**WHAT YOU ARE ASKED TO DO:**
Filter the entries for the string "PaginationController". Copy each line that has it.

**RECORDS PROVIDED:**
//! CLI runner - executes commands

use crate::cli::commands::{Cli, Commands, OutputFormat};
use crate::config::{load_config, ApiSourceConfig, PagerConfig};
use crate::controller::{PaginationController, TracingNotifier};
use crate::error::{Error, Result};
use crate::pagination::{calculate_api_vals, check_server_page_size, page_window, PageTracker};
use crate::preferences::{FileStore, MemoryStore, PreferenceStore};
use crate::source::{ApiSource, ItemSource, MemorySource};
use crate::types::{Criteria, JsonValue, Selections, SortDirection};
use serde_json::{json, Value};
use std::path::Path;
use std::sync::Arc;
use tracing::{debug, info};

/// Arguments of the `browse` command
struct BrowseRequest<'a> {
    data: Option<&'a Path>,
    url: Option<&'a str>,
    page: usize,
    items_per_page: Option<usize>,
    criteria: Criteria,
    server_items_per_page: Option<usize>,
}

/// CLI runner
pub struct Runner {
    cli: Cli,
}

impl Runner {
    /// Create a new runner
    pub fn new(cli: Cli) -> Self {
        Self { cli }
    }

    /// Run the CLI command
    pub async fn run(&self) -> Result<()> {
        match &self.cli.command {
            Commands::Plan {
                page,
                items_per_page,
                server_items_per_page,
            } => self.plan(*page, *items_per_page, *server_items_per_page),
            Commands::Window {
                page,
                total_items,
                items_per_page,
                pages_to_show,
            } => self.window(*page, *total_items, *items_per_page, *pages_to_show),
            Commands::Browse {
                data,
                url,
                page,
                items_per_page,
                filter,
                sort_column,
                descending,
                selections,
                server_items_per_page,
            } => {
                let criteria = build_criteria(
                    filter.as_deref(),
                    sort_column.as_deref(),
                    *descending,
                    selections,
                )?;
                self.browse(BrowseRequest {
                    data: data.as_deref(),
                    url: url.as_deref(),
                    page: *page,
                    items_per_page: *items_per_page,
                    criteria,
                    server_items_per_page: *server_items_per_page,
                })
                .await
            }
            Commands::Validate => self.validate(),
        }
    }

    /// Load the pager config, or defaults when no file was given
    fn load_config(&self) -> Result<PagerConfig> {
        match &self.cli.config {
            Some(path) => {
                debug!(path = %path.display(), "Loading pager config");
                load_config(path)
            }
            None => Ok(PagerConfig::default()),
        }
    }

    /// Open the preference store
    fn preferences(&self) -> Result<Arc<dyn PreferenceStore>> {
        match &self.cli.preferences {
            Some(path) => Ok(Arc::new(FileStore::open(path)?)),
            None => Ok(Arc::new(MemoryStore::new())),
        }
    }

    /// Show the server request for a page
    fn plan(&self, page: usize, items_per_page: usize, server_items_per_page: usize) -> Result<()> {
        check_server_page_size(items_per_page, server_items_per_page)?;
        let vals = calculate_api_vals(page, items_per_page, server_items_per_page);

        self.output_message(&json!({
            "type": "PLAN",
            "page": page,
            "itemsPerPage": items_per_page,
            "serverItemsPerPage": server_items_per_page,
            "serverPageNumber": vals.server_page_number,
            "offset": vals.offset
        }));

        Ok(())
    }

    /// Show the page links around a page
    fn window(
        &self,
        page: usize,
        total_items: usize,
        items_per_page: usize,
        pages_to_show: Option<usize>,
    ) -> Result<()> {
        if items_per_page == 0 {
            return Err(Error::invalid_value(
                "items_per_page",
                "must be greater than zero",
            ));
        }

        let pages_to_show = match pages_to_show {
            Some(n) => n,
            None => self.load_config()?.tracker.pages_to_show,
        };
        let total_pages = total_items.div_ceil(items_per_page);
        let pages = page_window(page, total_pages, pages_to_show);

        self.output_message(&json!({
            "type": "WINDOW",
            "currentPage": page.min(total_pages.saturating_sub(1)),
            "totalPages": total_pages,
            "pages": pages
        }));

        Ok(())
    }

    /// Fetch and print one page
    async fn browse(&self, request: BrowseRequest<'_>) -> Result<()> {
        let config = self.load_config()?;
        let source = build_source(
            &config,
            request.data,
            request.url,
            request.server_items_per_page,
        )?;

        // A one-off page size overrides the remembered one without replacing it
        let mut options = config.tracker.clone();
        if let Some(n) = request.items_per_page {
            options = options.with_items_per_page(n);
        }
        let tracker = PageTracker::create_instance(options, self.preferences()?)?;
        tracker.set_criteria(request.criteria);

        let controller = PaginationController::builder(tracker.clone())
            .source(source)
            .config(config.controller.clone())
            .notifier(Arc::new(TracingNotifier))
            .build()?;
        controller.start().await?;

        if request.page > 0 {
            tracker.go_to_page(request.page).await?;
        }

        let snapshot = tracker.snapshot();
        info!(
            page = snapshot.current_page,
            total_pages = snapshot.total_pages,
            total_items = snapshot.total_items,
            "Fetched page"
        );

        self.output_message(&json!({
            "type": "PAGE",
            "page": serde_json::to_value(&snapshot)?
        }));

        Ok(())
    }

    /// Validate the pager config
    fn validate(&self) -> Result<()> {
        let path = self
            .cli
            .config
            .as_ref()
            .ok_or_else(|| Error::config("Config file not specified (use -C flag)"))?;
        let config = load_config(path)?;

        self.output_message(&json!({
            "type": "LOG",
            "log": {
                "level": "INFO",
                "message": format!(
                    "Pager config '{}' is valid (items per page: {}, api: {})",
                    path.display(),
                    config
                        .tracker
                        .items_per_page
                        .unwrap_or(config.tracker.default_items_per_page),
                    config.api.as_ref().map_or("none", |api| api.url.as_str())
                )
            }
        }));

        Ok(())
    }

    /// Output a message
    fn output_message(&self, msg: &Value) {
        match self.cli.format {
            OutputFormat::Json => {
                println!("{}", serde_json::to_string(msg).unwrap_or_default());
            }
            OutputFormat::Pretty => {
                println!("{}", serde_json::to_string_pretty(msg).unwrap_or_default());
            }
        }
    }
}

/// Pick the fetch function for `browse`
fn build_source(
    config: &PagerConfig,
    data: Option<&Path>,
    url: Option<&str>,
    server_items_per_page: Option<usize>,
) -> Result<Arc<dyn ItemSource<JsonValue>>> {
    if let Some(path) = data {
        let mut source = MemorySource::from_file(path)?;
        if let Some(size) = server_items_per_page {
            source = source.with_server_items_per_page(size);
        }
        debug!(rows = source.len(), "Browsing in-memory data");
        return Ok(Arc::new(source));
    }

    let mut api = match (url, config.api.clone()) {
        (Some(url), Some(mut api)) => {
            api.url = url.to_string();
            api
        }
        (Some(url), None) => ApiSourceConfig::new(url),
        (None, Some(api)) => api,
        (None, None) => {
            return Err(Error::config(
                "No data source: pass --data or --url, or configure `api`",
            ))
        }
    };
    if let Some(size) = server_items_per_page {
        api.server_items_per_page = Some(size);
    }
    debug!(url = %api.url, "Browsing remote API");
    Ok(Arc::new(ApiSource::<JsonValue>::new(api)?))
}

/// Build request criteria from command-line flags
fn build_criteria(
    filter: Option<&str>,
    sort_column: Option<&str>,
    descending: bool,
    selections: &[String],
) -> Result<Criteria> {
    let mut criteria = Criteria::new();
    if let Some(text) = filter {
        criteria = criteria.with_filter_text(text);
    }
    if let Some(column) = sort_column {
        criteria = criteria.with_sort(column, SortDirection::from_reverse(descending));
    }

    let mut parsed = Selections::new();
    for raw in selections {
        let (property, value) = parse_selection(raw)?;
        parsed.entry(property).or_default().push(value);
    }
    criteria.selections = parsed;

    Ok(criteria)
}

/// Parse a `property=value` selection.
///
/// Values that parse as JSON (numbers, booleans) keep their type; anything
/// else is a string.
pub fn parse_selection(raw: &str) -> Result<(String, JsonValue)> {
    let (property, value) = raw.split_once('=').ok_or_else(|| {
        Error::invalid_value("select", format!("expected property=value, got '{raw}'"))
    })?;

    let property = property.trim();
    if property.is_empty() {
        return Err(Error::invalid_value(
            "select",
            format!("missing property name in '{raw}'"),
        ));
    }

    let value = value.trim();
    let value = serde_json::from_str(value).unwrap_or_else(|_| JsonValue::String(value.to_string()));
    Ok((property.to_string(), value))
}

**RESULT FOR THIS EXERCISE:**
use crate::controller::{PaginationController, TracingNotifier};
        let controller = PaginationController::builder(tracker.clone())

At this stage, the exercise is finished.